Provision of Rapid Antigen Test (RAT) kits will be made at all public health facilities including sub-centres, health and wellness centres, and primary health centres, and community health officers as well as auxiliary nurse midwives will be trained in performing these tests. The suspected cases will need to be counselled to isolate themselves till test results are available.
“It is important to test symptomatic cases so that positive individuals can be isolated early, and stopped from spreading the infection within the community. ILI and SARI cases need to get tested to rule out Covid-19 as symptoms can be similar,” said Dr GC Khilnani, senior pulmonologist and former head of the pulmonology department, AIIMS, Delhi.
Those asymptomatic but having history of high-risk exposure to Covid-19 patients (exposure of more than 15 minutes without a mask within six-feet distance) need to be quarantined and tested as per the Indian Council of Medical Research (ICMR) protocol.
“Depending upon the intensity of the surge and number of cases, as far as feasible, contact tracing should be done as per the integrated disease surveillance programme’s guidelines.”
Home and community-based isolation
About 80-85% of the Covid-19 positive cases are mild and do not require hospitalisation; these can largely be managed at home. However, there are still conditions laid down for home isolation by the health ministry such as having a separate room and washroom for those isolating, a caretaker available 24×7, among other things that need to be strictly adhered to.
“Of all the positive cases that need hospitalisation, about 5% will develop serious illness needing intensive care. The rest can be managed with oxygen therapy,” said Dr Khilnani.
Each village needs to have an adequate number of pulse oximeters and thermometers, as monitoring of oxygen saturation is important for Covid-19 patients.
“A system of providing pulse oximeters and thermometers on loan to families with a confirmed case of Covid should be developed through ASHA/Anganwadi workers and village-level volunteers. The pulse oximeters and thermometers should be sanitised after each use with cotton/cloth soaked in an alcohol-based sanitiser,” the guidelines say.
A home Isolation kit will be provided to all such cases which should include required medicines such as paracetamol 500mg for fever, anti-parasitic ivermectin, cough syrup, multivitamins (as prescribed by the treating doctor).
The government has directed peri-urban and rural areas to plan a minimum 30-bed Covid care centre that will offer care for asymptomatic cases with comorbidities or mild cases where home isolation is not feasible. Family members of a positive case also need to quarantine, and be watchful of symptoms.

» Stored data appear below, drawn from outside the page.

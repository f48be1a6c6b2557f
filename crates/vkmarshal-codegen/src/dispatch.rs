use std::collections::HashSet;

use tracing::debug;
use vkmarshal_types::{Feature, TypeRegistry, VulkanApi, VulkanCompoundType};

use crate::error::GenError;

/// Event hooks of one generator. The dispatcher calls them in registry
/// order; every hook defaults to doing nothing.
pub trait Wrapper {
    fn on_begin(&mut self) -> Result<(), GenError> {
        Ok(())
    }

    fn on_begin_feature(&mut self, _feature: &Feature) -> Result<(), GenError> {
        Ok(())
    }

    fn on_gen_type(&mut self, _compound: &VulkanCompoundType) -> Result<(), GenError> {
        Ok(())
    }

    fn on_gen_cmd(&mut self, _api: &VulkanApi, _opcode: u32) -> Result<(), GenError> {
        Ok(())
    }

    fn on_end_feature(&mut self, _feature: &Feature) -> Result<(), GenError> {
        Ok(())
    }

    fn on_end(&mut self) -> Result<(), GenError> {
        Ok(())
    }
}

/// Walks a registry in feature order and fires the hooks of one wrapper.
pub struct Dispatcher<'r> {
    registry: &'r TypeRegistry,
    opcode_base: u32,
}

impl<'r> Dispatcher<'r> {
    pub fn new(registry: &'r TypeRegistry, opcode_base: u32) -> Self {
        Self {
            registry,
            opcode_base,
        }
    }

    /// Types fire before commands within a feature. Aliases never fire and
    /// each name fires once. Items outside every feature come last with no
    /// feature bracket.
    pub fn run(&self, wrapper: &mut dyn Wrapper) -> Result<(), GenError> {
        let opcodes = self.registry.opcode_table(self.opcode_base);
        let mut seen_types: HashSet<&str> = HashSet::new();
        let mut seen_cmds: HashSet<&str> = HashSet::new();

        wrapper.on_begin()?;
        for feature in &self.registry.features {
            wrapper.on_begin_feature(feature)?;
            for name in &feature.types {
                if self.registry.is_alias(name) {
                    continue;
                }
                if let Some(compound) = self.registry.compound(name) {
                    if seen_types.insert(compound.name.as_str()) {
                        debug!(feature = %feature.name, name = %compound.name, "type");
                        wrapper.on_gen_type(compound)?;
                    }
                }
            }
            for name in &feature.commands {
                if self.registry.is_alias(name) {
                    continue;
                }
                if let Some(api) = self.registry.command(name) {
                    if seen_cmds.insert(api.name.as_str()) {
                        let opcode = opcodes.opcode(&api.name).unwrap_or_default();
                        debug!(feature = %feature.name, name = %api.name, opcode, "command");
                        wrapper.on_gen_cmd(api, opcode)?;
                    }
                }
            }
            wrapper.on_end_feature(feature)?;
        }

        for compound in &self.registry.compounds {
            if seen_types.insert(compound.name.as_str()) {
                wrapper.on_gen_type(compound)?;
            }
        }
        for api in &self.registry.commands {
            if seen_cmds.insert(api.name.as_str()) {
                let opcode = opcodes.opcode(&api.name).unwrap_or_default();
                wrapper.on_gen_cmd(api, opcode)?;
            }
        }
        wrapper.on_end()
    }
}

#[cfg(test)]
mod tests {
    use super::*;
    use vkmarshal_types::sample::sample_registry;

    #[derive(Default)]
    struct Events(Vec<String>);

    impl Wrapper for Events {
        fn on_begin(&mut self) -> Result<(), GenError> {
            self.0.push("begin".into());
            Ok(())
        }
        fn on_begin_feature(&mut self, feature: &Feature) -> Result<(), GenError> {
            self.0.push(format!("feature {}", feature.name));
            Ok(())
        }
        fn on_gen_type(&mut self, compound: &VulkanCompoundType) -> Result<(), GenError> {
            self.0.push(format!("type {}", compound.name));
            Ok(())
        }
        fn on_gen_cmd(&mut self, api: &VulkanApi, opcode: u32) -> Result<(), GenError> {
            self.0.push(format!("cmd {} {opcode}", api.name));
            Ok(())
        }
        fn on_end(&mut self) -> Result<(), GenError> {
            self.0.push("end".into());
            Ok(())
        }
    }

    #[test]
    fn fires_each_name_once_in_feature_order() {
        let reg = sample_registry().unwrap();
        let mut events = Events::default();
        Dispatcher::new(&reg, 100).run(&mut events).unwrap();

        assert_eq!(events.0.first().map(String::as_str), Some("begin"));
        assert_eq!(events.0.last().map(String::as_str), Some("end"));
        assert_eq!(events.0[1], "feature VK_VERSION_1_0");
        assert!(events.0.contains(&"cmd vkCreateInstance 100".to_string()));
        assert!(!events.0.iter().any(|e| e.contains("vkBindBufferMemory2KHR")));

        let cmds: Vec<&String> = events.0.iter().filter(|e| e.starts_with("cmd ")).collect();
        let unique: HashSet<&String> = cmds.iter().copied().collect();
        assert_eq!(cmds.len(), unique.len());
        assert_eq!(cmds.len(), reg.opcode_table(100).len());
    }
}
mod capture;

use std::path::{Path, PathBuf};

use anyhow::Context;
use clap::{Parser, Subcommand};
use tracing::{info, warn};
use vkmarshal_codegen::{generate, generate_all, write_files, GenConfig, Target};
use vkmarshal_types::sample::sample_registry;
use vkmarshal_types::TypeRegistry;

#[derive(Parser)]
#[command(name = "vkmarshal")]
#[command(about = "Vulkan command marshaling generator")]
#[command(version)]
struct Cli {
    #[command(subcommand)]
    command: Commands,
}

#[derive(Subcommand)]
enum Commands {
    /// Generate the marshaling stack from a registry
    Generate {
        /// Registry JSON file, or "sample" for the built-in registry
        #[arg(short, long, default_value = "sample")]
        registry: String,

        /// Output directory
        #[arg(short, long)]
        out: PathBuf,

        /// Only these targets (repeatable); all of them when omitted
        #[arg(short, long)]
        target: Vec<Target>,

        /// Configuration file path
        #[arg(short, long)]
        config: Option<PathBuf>,
    },

    /// List the opcode assigned to every command
    Opcodes {
        /// Registry JSON file, or "sample" for the built-in registry
        #[arg(short, long, default_value = "sample")]
        registry: String,

        /// Configuration file path
        #[arg(short, long)]
        config: Option<PathBuf>,
    },

    /// Print the built-in sample registry as JSON
    DumpSample,

    /// List the packets of a captured command stream
    Decode {
        /// Captured stream
        file: PathBuf,

        /// Registry JSON file, or "sample" for the built-in registry
        #[arg(short, long, default_value = "sample")]
        registry: String,

        /// Configuration file path
        #[arg(short, long)]
        config: Option<PathBuf>,

        /// Dump packet bodies as hex
        #[arg(long)]
        hex: bool,
    },
}

fn load_registry(source: &str) -> anyhow::Result<TypeRegistry> {
    if source == "sample" {
        return Ok(sample_registry()?);
    }
    TypeRegistry::load(Path::new(source)).with_context(|| format!("loading registry {source}"))
}

/// An explicit config path must load; without one the defaults apply.
fn load_config(path: Option<&Path>) -> anyhow::Result<GenConfig> {
    match path {
        Some(path) => GenConfig::load(path).with_context(|| format!("loading config {}", path.display())),
        None => Ok(GenConfig::default()),
    }
}

fn main() -> anyhow::Result<()> {
    vkmarshal_common::init_logging();

    let cli = Cli::parse();

    match cli.command {
        Commands::Generate {
            registry,
            out,
            target,
            config,
        } => {
            let config = load_config(config.as_deref())?;
            let registry = load_registry(&registry)?;

            let files = if target.is_empty() {
                generate_all(&registry, &config)?
            } else {
                let mut files = Vec::new();
                for t in target {
                    files.extend(generate(&registry, &config, t)?);
                }
                files
            };
            write_files(&out, &files)?;
            info!(dir = %out.display(), files = files.len(), "generation complete");
            for file in &files {
                println!("{}", out.join(&file.name).display());
            }
        }

        Commands::Opcodes { registry, config } => {
            let config = load_config(config.as_deref())?;
            let registry = load_registry(&registry)?;
            for (opcode, name) in registry.opcode_table(config.opcode_base).iter() {
                println!("{opcode:>6}  {name}");
            }
        }

        Commands::DumpSample => {
            println!("{}", sample_registry()?.to_json()?);
        }

        Commands::Decode {
            file,
            registry,
            config,
            hex,
        } => {
            let config = load_config(config.as_deref())?;
            let registry = load_registry(&registry)?;
            let opcodes = registry.opcode_table(config.opcode_base);
            let buf = std::fs::read(&file).with_context(|| format!("reading {}", file.display()))?;

            let (packets, trailing) = capture::summarize(&buf, &opcodes);
            for packet in &packets {
                for line in capture::render(packet, hex) {
                    println!("{line}");
                }
            }
            if trailing > 0 {
                warn!(trailing, "stream ends with a partial packet");
            }
            let unknown = packets.iter().filter(|p| p.name.is_none()).count();
            if unknown > 0 {
                anyhow::bail!("{unknown} packet(s) carry an unknown opcode");
            }
        }
    }

    Ok(())
}
impl Wrapper for EncoderGenerator<'_> {
    fn on_begin(&mut self) -> Result<(), GenError> {
        let class = self.config.output.encoder.clone();
        self.sink.include_system("vulkan/vulkan.h");
        self.sink.include_system("memory");
        self.sink.include("ResourceTracker.h");
        self.sink.include("IOStream.h");
        self.sink.header.blank();

        let guest = format!("{}.h", self.config.output.marshaling_guest);
        let deepcopy = format!("{}.h", self.config.output.deepcopy);
        let handlemap = format!("{}.h", self.config.output.handlemap);
        let transform = format!("{}.h", self.config.output.transform);
        let imp = &mut self.sink.imp;
        for file in [
            "VulkanStreamGuest.h",
            "Allocator.h",
            guest.as_str(),
            deepcopy.as_str(),
            handlemap.as_str(),
            transform.as_str(),
        ] {
            imp.raw(format!("#include \"{file}\""));
        }
        imp.blank();
        imp.raw("using namespace goldfish_vk;");
        imp.blank();
        imp.raw(format!("class {class}::Impl {{"));
        imp.raw("public:");
        imp.line(
            "Impl(IOStream* stream, ResourceTracker* resources) : m_stream(stream), m_countingStream(), m_resources(resources) { }",
        );
        imp.line("VulkanCountingStream* countingStream() { return &m_countingStream; }");
        imp.line("VulkanStreamGuest* stream() { return &m_stream; }");
        imp.line("ResourceTracker* resources() { return m_resources; }");
        imp.line("Allocator* pool() { return &m_pool; }");
        imp.raw("private:");
        imp.line("VulkanStreamGuest m_stream;");
        imp.line("VulkanCountingStream m_countingStream;");
        imp.line("ResourceTracker* m_resources;");
        imp.line("Allocator m_pool;");
        imp.raw("};");
        imp.blank();
        imp.raw(format!(
            "{class}::{class}(IOStream* stream, ResourceTracker* resources) : mImpl(new {class}::Impl(stream, resources)) {{ }}"
        ));
        imp.blank();
        imp.raw(format!("{class}::~{class}() {{ }}"));
        imp.blank();
        imp.raw(format!(
            "ResourceTracker* {class}::resources() {{ return mImpl->resources(); }}"
        ));
        imp.blank();

        let header = &mut self.sink.header;
        header.raw(format!("class {class} {{"));
        header.raw("public:");
        header.stmt(format!("{class}(IOStream* stream, ResourceTracker* resources)"));
        header.stmt(format!("~{class}()"));
        header.stmt("ResourceTracker* resources()");
        Ok(())
    }

    fn on_begin_feature(&mut self, feature: &Feature) -> Result<(), GenError> {
        self.sink.begin_guard(feature);
        Ok(())
    }

    fn on_gen_cmd(&mut self, api: &VulkanApi, opcode: u32) -> Result<(), GenError> {
        debug!(name = %api.name, opcode, "encode");
        self.emit_command(api)
    }

    fn on_end_feature(&mut self, feature: &Feature) -> Result<(), GenError> {
        self.sink.end_guard(feature);
        Ok(())
    }

    fn on_end(&mut self) -> Result<(), GenError> {
        let header = &mut self.sink.header;
        header.raw("private:");
        header.line("class Impl;");
        header.line("std::unique_ptr<Impl> mImpl;");
        header.raw("};");
        Ok(())
    }
}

The community health officer, auxiliary nurse midwife, or multipurpose health worker will be the nodal person for the Covid care centres from the health sector, and accredited social health activist or anganwadi worker will support them. Qualified Ayush doctors, or final year Ayush students, or final-year BSc nurses can run the care centre, according to the prescribed guidelines.
Tribal Covid care
Tribal areas pose additional challenges and hence require additional focus. “Tribal communities are geographically and socioeconomically relatively segregated and may have poor access to health care. Strengthening community-based management through Gram Sabhas should be taken and they should be involved at every stage of planning and executing Covid-care activities,” said the guidelines, adding that there needs to be integration of Covid care with mobile medical units under the national health mission in tribal areas.